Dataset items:
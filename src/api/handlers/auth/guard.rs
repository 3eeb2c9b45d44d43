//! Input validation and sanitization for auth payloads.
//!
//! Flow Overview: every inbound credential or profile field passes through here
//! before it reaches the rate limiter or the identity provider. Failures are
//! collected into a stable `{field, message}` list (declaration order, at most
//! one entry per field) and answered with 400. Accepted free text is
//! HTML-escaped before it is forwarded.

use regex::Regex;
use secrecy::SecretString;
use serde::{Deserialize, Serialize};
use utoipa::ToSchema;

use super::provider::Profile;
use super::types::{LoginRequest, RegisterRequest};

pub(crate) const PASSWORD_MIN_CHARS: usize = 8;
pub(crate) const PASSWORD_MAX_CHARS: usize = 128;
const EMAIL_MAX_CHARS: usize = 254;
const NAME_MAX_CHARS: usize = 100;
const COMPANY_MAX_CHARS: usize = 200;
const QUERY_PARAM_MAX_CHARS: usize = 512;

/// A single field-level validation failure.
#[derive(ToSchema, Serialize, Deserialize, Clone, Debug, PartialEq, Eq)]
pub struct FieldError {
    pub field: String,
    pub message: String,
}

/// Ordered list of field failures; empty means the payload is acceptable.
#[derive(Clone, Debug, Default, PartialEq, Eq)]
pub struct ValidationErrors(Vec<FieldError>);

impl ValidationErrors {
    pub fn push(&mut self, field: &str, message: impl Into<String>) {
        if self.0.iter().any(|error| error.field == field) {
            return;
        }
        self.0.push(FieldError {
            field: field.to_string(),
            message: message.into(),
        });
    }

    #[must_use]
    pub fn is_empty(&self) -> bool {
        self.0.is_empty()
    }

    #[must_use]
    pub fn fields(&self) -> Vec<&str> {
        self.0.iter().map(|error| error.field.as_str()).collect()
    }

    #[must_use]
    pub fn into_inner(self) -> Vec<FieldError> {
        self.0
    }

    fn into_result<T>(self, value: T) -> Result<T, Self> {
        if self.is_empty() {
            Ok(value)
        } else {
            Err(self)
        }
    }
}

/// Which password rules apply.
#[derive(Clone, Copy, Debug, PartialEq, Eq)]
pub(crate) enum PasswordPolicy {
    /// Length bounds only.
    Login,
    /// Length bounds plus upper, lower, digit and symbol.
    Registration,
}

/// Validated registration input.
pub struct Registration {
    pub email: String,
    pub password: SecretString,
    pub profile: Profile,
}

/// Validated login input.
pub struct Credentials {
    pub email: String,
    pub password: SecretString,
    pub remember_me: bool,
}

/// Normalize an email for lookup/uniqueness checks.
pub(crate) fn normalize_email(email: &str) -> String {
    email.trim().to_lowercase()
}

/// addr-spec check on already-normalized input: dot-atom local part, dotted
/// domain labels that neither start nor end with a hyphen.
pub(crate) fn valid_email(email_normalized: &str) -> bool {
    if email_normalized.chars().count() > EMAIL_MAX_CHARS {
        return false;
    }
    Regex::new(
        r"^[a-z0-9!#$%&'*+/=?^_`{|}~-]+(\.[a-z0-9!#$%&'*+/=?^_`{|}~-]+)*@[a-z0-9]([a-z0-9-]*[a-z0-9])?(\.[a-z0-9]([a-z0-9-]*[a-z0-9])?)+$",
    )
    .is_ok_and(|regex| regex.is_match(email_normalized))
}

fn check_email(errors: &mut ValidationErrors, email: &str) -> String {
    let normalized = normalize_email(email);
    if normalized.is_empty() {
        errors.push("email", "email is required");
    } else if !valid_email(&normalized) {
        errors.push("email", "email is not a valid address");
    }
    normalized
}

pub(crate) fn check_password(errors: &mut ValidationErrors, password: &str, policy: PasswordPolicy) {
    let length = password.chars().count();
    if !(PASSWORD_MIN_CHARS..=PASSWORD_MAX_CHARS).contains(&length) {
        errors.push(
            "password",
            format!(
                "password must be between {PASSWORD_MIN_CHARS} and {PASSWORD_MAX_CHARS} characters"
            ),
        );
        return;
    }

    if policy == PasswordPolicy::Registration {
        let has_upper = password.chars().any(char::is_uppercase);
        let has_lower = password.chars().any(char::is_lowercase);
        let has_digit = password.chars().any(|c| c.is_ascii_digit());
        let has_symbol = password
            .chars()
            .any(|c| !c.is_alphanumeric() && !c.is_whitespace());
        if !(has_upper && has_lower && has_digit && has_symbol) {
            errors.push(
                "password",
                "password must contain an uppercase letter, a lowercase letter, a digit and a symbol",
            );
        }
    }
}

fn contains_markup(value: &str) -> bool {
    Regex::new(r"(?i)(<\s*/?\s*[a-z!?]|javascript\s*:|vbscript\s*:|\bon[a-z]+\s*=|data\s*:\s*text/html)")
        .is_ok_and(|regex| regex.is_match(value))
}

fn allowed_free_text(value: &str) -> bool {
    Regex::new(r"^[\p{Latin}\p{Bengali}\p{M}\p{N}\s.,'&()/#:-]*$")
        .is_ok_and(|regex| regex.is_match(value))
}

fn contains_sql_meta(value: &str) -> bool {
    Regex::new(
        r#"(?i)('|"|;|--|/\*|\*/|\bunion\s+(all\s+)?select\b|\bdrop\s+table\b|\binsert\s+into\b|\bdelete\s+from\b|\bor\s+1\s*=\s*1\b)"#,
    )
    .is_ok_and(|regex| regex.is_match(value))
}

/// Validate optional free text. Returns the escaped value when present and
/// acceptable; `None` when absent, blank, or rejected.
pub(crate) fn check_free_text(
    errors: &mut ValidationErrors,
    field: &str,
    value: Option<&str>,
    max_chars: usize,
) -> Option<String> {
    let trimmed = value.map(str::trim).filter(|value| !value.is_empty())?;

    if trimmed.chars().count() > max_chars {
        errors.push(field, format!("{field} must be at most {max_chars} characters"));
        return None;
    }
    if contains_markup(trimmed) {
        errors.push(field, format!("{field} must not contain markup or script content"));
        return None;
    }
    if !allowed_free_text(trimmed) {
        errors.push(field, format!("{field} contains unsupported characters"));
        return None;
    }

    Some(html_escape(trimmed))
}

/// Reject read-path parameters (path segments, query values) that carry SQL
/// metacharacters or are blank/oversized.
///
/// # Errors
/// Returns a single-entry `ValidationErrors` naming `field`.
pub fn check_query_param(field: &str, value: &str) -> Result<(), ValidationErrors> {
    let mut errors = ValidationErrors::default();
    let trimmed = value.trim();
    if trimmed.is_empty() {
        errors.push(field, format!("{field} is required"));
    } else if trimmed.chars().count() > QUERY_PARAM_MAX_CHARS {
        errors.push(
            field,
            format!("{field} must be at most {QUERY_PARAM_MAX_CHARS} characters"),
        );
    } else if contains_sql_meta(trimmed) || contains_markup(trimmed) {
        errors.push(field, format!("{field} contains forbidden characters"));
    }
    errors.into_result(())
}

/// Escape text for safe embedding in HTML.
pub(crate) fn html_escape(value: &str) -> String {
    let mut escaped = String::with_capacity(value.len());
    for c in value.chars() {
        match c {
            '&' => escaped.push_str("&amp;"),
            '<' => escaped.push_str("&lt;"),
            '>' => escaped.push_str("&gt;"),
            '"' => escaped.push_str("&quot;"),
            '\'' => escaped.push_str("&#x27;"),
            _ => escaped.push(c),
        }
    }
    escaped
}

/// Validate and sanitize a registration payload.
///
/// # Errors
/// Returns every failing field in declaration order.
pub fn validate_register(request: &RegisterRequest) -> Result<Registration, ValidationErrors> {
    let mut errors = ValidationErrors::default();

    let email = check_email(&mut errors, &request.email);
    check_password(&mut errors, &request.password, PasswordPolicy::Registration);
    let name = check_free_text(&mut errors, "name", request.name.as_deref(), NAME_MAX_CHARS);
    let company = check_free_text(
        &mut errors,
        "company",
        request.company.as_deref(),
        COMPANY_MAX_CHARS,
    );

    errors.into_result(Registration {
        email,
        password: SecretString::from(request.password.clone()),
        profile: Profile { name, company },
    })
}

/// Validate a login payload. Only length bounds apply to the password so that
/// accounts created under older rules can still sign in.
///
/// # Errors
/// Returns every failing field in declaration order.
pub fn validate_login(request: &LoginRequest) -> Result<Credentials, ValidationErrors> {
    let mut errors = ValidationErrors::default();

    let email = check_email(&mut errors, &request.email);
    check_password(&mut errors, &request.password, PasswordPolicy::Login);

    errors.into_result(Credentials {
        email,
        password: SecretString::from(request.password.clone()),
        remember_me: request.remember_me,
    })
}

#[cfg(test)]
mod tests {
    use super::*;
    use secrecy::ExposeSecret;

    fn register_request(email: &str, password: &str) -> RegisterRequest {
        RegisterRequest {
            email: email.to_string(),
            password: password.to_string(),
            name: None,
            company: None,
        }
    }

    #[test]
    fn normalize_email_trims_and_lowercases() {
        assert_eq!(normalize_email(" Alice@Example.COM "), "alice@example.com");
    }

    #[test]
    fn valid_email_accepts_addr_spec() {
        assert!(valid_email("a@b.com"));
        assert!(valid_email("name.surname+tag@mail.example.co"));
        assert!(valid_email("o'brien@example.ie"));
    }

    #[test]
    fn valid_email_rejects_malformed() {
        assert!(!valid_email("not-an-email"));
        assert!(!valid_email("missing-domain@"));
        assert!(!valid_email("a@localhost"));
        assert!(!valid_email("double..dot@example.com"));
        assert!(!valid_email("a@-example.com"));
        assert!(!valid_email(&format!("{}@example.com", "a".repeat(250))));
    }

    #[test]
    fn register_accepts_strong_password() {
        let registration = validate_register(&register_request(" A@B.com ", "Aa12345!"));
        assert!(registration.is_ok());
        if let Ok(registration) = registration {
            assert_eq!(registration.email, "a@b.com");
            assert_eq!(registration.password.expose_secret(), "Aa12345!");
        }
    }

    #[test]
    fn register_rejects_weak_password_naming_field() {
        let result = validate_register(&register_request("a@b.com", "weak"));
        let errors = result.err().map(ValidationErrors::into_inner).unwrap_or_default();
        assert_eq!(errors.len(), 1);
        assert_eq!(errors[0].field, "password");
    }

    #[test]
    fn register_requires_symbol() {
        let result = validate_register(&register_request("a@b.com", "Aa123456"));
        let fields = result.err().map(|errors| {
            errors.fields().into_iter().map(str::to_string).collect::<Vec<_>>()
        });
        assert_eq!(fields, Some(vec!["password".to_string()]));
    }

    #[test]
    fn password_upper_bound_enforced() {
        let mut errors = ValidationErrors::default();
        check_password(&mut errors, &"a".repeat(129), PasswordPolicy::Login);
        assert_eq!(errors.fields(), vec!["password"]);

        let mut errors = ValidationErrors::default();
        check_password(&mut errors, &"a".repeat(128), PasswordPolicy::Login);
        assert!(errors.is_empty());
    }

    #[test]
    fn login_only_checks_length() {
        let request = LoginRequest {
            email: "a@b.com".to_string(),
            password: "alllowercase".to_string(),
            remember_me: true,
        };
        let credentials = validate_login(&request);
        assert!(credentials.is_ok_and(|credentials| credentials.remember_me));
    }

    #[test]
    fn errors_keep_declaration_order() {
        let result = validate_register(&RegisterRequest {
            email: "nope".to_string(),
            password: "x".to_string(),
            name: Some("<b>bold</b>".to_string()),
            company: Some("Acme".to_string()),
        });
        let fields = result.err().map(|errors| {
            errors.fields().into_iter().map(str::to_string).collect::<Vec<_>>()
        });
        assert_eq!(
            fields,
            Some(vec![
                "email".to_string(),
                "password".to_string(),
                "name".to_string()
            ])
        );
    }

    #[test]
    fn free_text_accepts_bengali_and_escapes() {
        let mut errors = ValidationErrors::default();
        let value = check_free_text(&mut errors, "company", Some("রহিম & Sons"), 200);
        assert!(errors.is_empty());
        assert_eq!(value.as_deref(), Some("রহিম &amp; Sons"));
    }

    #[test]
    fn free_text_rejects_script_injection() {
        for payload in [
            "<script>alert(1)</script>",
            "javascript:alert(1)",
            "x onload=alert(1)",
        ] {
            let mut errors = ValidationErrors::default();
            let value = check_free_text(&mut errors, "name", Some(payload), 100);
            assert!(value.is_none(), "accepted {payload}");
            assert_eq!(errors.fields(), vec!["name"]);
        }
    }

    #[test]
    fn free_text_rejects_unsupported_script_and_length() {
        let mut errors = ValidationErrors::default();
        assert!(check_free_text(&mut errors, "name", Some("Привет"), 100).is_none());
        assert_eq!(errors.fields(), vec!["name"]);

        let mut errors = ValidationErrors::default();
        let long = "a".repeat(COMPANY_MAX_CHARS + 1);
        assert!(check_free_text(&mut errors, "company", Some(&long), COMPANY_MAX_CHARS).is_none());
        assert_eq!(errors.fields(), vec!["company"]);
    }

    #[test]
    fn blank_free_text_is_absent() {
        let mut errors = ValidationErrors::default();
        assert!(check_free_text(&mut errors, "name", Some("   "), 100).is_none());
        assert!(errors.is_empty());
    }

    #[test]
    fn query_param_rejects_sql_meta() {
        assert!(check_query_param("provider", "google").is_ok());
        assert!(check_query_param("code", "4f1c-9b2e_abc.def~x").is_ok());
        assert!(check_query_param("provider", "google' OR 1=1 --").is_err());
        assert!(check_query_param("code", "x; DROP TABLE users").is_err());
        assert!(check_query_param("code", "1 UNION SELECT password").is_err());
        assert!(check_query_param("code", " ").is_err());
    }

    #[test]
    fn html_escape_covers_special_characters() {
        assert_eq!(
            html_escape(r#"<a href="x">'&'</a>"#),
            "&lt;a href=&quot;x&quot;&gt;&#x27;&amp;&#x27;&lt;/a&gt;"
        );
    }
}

_Task statement:_
The answer should hold only the lines from the start of the records above through the line containing "const QUERY_PARAM_MAX_CHARS: usize = 512;", each set down exactly.

_Expected output:_
filename src/api/handlers/auth/guard.rs
repository 3eeb2c9b45d44d43
//! Input validation and sanitization for auth payloads.
//!
//! Flow Overview: every inbound credential or profile field passes through here
//! before it reaches the rate limiter or the identity provider. Failures are
//! collected into a stable `{field, message}` list (declaration order, at most
//! one entry per field) and answered with 400. Accepted free text is
//! HTML-escaped before it is forwarded.

use regex::Regex;
use secrecy::SecretString;
use serde::{Deserialize, Serialize};
use utoipa::ToSchema;

use super::provider::Profile;
use super::types::{LoginRequest, RegisterRequest};

pub(crate) const PASSWORD_MIN_CHARS: usize = 8;
pub(crate) const PASSWORD_MAX_CHARS: usize = 128;
const EMAIL_MAX_CHARS: usize = 254;
const NAME_MAX_CHARS: usize = 100;
const COMPANY_MAX_CHARS: usize = 200;
const QUERY_PARAM_MAX_CHARS: usize = 512;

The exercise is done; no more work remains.